Malawi, officially the Republic of Malawi, is a landlocked country in Southeastern Africa bordered by Tanzania, Zambia, and Mozambique. It is one of the smallest countries in Africa with an area of 45,460 square miles and an estimated population of 16.8 million. Lilongwe is the country’s capital and largest city. It is under the leadership of the president who is elected democratically. English is the country’s official language, but other ethnic languages are used. The people of Malawi are mainly Bantus divided into several ethnic groups with different religious beliefs.

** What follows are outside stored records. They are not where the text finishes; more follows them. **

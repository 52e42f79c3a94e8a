use std::fs;
use std::path::{Path, PathBuf};
use std::sync::Arc;

use serde::{Deserialize, Serialize};
use thiserror::Error;

use super::metadata::{MemMetadataStore, MetadataStore};
use super::metrics::{default_metrics, CommitMetrics};

/// Default entry capacity allocated per partition.
pub const DEFAULT_INITIAL_RESERVE: usize = 1024;
/// Default staging slots per index for a mutator.
pub const DEFAULT_NUM_SLOTS: usize = 5;

/// Configuration options supplied when creating a [`super::SparseStore`].
#[derive(Clone)]
pub struct StoreOptions {
    /// Entry capacity each partition starts with.
    pub initial_reserve: usize,
    /// Staging slots per index used by [`super::SparseStore::mutator`].
    pub num_slots: usize,
    /// Largest reserve a partition may grow to. Growth past it fails with
    /// `OutOfMemory`.
    pub max_reserve: Option<usize>,
    /// Where partition metadata is persisted between commits.
    pub metadata_store: Arc<dyn MetadataStore>,
    /// Commit metrics sink.
    pub metrics: Arc<dyn CommitMetrics>,
}

impl Default for StoreOptions {
    fn default() -> Self {
        Self::new()
    }
}

impl StoreOptions {
    /// Creates options with default settings and an in-memory metadata store.
    pub fn new() -> Self {
        Self {
            initial_reserve: DEFAULT_INITIAL_RESERVE,
            num_slots: DEFAULT_NUM_SLOTS,
            max_reserve: None,
            metadata_store: Arc::new(MemMetadataStore::new()),
            metrics: default_metrics(),
        }
    }

    /// Builds options from a parsed configuration file.
    pub fn from_config(config: &StoreConfig) -> Self {
        Self {
            initial_reserve: config.initial_reserve,
            num_slots: config.num_slots,
            max_reserve: config.max_reserve,
            ..Self::new()
        }
    }

    /// Sets the entry capacity each partition starts with.
    pub fn initial_reserve(mut self, entries: usize) -> Self {
        self.initial_reserve = entries;
        self
    }

    /// Sets the default number of staging slots per index.
    pub fn num_slots(mut self, slots: usize) -> Self {
        self.num_slots = slots;
        self
    }

    /// Caps the reserve a partition may grow to.
    pub fn max_reserve(mut self, entries: usize) -> Self {
        self.max_reserve = Some(entries);
        self
    }

    /// Sets the metadata persistence backend.
    pub fn metadata_store(mut self, store: Arc<dyn MetadataStore>) -> Self {
        self.metadata_store = store;
        self
    }

    /// Sets the metrics collection implementation.
    pub fn metrics(mut self, metrics: Arc<dyn CommitMetrics>) -> Self {
        self.metrics = metrics;
        self
    }
}

/// Plain-data store settings as they appear in a TOML file.
///
/// ```toml
/// initial_reserve = 2048
/// num_slots = 8
/// max_reserve = 1048576
/// ```
#[derive(Debug, Clone, PartialEq, Eq, Serialize, Deserialize)]
#[serde(default, deny_unknown_fields)]
pub struct StoreConfig {
    /// Entry capacity each partition starts with.
    pub initial_reserve: usize,
    /// Staging slots per index for default mutators.
    pub num_slots: usize,
    /// Optional growth ceiling, in entries.
    pub max_reserve: Option<usize>,
}

impl Default for StoreConfig {
    fn default() -> Self {
        Self {
            initial_reserve: DEFAULT_INITIAL_RESERVE,
            num_slots: DEFAULT_NUM_SLOTS,
            max_reserve: None,
        }
    }
}

impl StoreConfig {
    /// Parses settings from TOML text.
    pub fn from_toml_str(contents: &str) -> Result<Self, ConfigError> {
        toml::from_str(contents).map_err(|source| ConfigError::Parse { path: None, source })
    }

    /// Reads and parses a TOML settings file.
    pub fn load(path: impl AsRef<Path>) -> Result<Self, ConfigError> {
        let path = path.as_ref();
        let contents = fs::read_to_string(path).map_err(|source| ConfigError::Read {
            path: path.to_path_buf(),
            source,
        })?;
        toml::from_str(&contents).map_err(|source| ConfigError::Parse {
            path: Some(path.to_path_buf()),
            source,
        })
    }
}

/// Errors raised while loading a [`StoreConfig`].
#[derive(Debug, Error)]
pub enum ConfigError {
    /// The file could not be read.
    #[error("failed to read config {path}: {source}")]
    Read {
        /// File that was requested.
        path: PathBuf,
        /// Underlying I/O failure.
        #[source]
        source: std::io::Error,
    },
    /// The contents are not a valid settings document.
    #[error("failed to parse config{}: {source}", display_path(.path))]
    Parse {
        /// File the text came from; `None` for in-memory text.
        path: Option<PathBuf>,
        /// Parser diagnostics.
        #[source]
        source: toml::de::Error,
    },
}

fn display_path(path: &Option<PathBuf>) -> String {
    path.as_ref()
        .map(|p| format!(" {}", p.display()))
        .unwrap_or_default()
}
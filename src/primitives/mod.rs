//! Low-level primitives for building the storage engine.

/// Byte-level utilities and encoding/decoding.
///
/// Fixed-width little-endian encoders and a bounds-checked read cursor.
pub mod bytes;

Religious Beliefs In Malawi
44% of the entire population in Malawi are Protestant Christians. The country has experienced a rapid growth in Protestantism in recent times. The main aim of the churches is to bring out holistic growth in which Christians are committed to both the church and making a difference in their country and society.
Sunni Islam is the second largest religion in Malawi. It was introduced in Malawi by the Arabs and the Swahili traders during the barter trade of ivory, gold, and slaves. Traders from the Kilwa Sultanate and two other Muslim teachers played a significant role in its spread before the 19th century. Over the years, missionary work by Muslim groups has been done to promote the religion in Malawi. Mosques have been built in every town, Islamic schools and learning centers, and a Muslim broadcasting station. 19% of the country’s population adhere to this religion
Roman Catholic Christianity
The Roman Catholic Church in Malawi is part of the worldwide Catholic Church in Rome under the leadership of the Pope. Catholicism was introduced in Malawi by the first Catholic missionaries in 1889. Five years after the arrival of Catholicism in Malawi, three mission stations were permanently set up to enhance its spread. The first Malawian priest was ordained in 1938 by the white fathers. Roman Catholics comprise 18% of the nation's total population.
Apart from Protestants and the Roman Catholics, there are other small denominations like Baptists, seven-day Adventists, Jehovah’s witnesses, and Anglicans forming 13% of the population. Several missionaries like bishops encouraged the spread of other forms of Christianity and translated the Bible into the Chichewa language. Under the rule of Malawi’s first president, Christianity was favored and several churches built.
Traditional Religions Still Practiced
Despite influences from the missionaries and Arab traders, 6% of the Malawian population still hold on to their traditional African beliefs that focuses on belief in a supreme being, spirits, veneration of the death, use of magic as well as traditional witchcraft.